//! Ingestion of submitted panel photos
//!
//! [`IngestionWorkflow::ingest`] stores the photo, reads it and persists a
//! [`DataRecord`] before returning. Uploading the photo and writing the report row happen
//! afterwards on a single background worker fed through a bounded queue.

mod worker;

use std::path::{Path, PathBuf};
use std::sync::Arc;

use tokio::sync::mpsc;
use tokio::task::JoinHandle;
use tracing::{error, info};
use uuid::Uuid;

use crate::assets::AssetStore;
use crate::core::db::DocumentStore;
use crate::core::run_blocking;
use crate::error::{Error, Result};
use crate::models::{DataRecord, ExtractionResult, now};
use crate::pipeline::ExtractionPipeline;
use crate::sink::SinkWriter;

pub use worker::{IngestJob, WorkerSettings, WorkerStats};
use worker::{Worker, remove_local};

#[derive(Debug, Clone)]
pub struct IngestRequest {
    pub image: Vec<u8>,
    pub file_name: String,
    pub counter_id: String,
    pub flavor: String,
    pub size: String,
    /// Values supplied by the operator; extraction is skipped when present
    pub values_override: Option<ExtractionResult>,
    pub uploader: String,
}

pub struct IngestionWorkflow<S: DocumentStore> {
    store: Arc<S>,
    pipeline: ExtractionPipeline,
    upload_dir: PathBuf,
    jobs: mpsc::Sender<IngestJob>,
    worker: JoinHandle<WorkerStats>,
}

impl<S: DocumentStore> IngestionWorkflow<S> {
    /// Create the upload directory and spawn the background worker.
    ///
    /// Must be called from within a tokio runtime.
    pub fn start(
        store: Arc<S>,
        pipeline: ExtractionPipeline,
        upload_dir: impl Into<PathBuf>,
        assets: Arc<dyn AssetStore>,
        sink: Option<SinkWriter>,
        settings: WorkerSettings,
        queue_capacity: usize,
    ) -> Result<Self> {
        let upload_dir = upload_dir.into();
        std::fs::create_dir_all(&upload_dir).map_err(|e| {
            Error::Storage(format!("cannot create upload dir {}: {e}", upload_dir.display()))
        })?;

        let (jobs, receiver) = mpsc::channel(queue_capacity.max(1));
        let worker = Worker {
            store: store.clone(),
            assets,
            sink,
            settings,
        };
        let worker = tokio::spawn(worker.run(receiver));

        Ok(Self {
            store,
            pipeline,
            upload_dir,
            jobs,
            worker,
        })
    }

    /// Store, read and record one photo. The returned record has no `file_url` yet;
    /// it is filled in by the background worker.
    pub async fn ingest(&self, request: IngestRequest) -> Result<DataRecord> {
        let IngestRequest {
            image,
            file_name,
            counter_id,
            flavor,
            size,
            values_override,
            uploader,
        } = request;

        if counter_id.trim().is_empty() {
            return Err(Error::Validation("counter id must not be empty".to_string()));
        }
        if image.is_empty() {
            return Err(Error::Validation("uploaded image is empty".to_string()));
        }

        let local_path = self.persist_upload(&file_name, &image).await?;

        let fields = RecordFields {
            counter_id,
            flavor,
            size,
            uploader,
        };
        let record = match self.record(image, values_override, fields).await {
            Ok(record) => record,
            Err(e) => {
                remove_local(&local_path).await;
                return Err(e);
            }
        };

        let job = IngestJob {
            local_path,
            record: record.clone(),
        };
        if let Err(e) = self.jobs.send(job).await {
            error!(
                record = %record.id,
                path = %e.0.local_path.display(),
                "ingestion worker is gone, upload will not happen"
            );
        }
        Ok(record)
    }

    async fn persist_upload(&self, file_name: &str, bytes: &[u8]) -> Result<PathBuf> {
        let base = Path::new(file_name)
            .file_name()
            .and_then(|n| n.to_str())
            .filter(|n| !n.is_empty())
            .unwrap_or("upload");
        let path = self.upload_dir.join(format!("{}_{base}", Uuid::new_v4()));
        tokio::fs::write(&path, bytes)
            .await
            .map_err(|e| Error::Storage(format!("failed to store upload {}: {e}", path.display())))?;
        Ok(path)
    }

    async fn record(
        &self,
        image: Vec<u8>,
        values_override: Option<ExtractionResult>,
        fields: RecordFields,
    ) -> Result<DataRecord> {
        let model = self
            .store
            .find_model_for_counter(&fields.counter_id)
            .await?
            .ok_or_else(|| Error::NoModelForCounter(fields.counter_id.clone()))?;

        let values = match values_override {
            Some(values) => values,
            None => {
                let pipeline = self.pipeline.clone();
                let model_name = model.model_name().to_string();
                let labels = model.collected_info.clone();
                run_blocking(move || {
                    let img = image::load_from_memory(&image)?;
                    pipeline.extract(&img, &model_name, &labels)
                })
                .await?
            }
        };

        let timestamp = now();
        let mut record = DataRecord {
            id: Uuid::new_v4().to_string(),
            counter_id: fields.counter_id,
            ocr_model_id: model.id,
            flavor: fields.flavor,
            size: fields.size,
            collected_info_values: values,
            uploader_identity: fields.uploader,
            file_url: None,
            created_at: timestamp,
            updated_at: timestamp,
        };
        record.id = self.store.save_data_record(&record).await?;
        info!(record = %record.id, counter = %record.counter_id, "saved data record");
        Ok(record)
    }

    pub fn store(&self) -> &Arc<S> {
        &self.store
    }

    /// Stop accepting work and wait until the worker has drained the queue.
    pub async fn shutdown(self) -> WorkerStats {
        drop(self.jobs);
        match self.worker.await {
            Ok(stats) => stats,
            Err(e) if e.is_panic() => std::panic::resume_unwind(e.into_panic()),
            Err(e) => {
                error!(error = %e, "ingestion worker was cancelled");
                WorkerStats::default()
            }
        }
    }
}

struct RecordFields {
    counter_id: String,
    flavor: String,
    size: String,
    uploader: String,
}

□ □ □ □ □ □ □

> [YOUR TASK]
In how many lines of the data does the string "SinkWriter" appear? Give only the number.

> [TASK SOLUTION]
2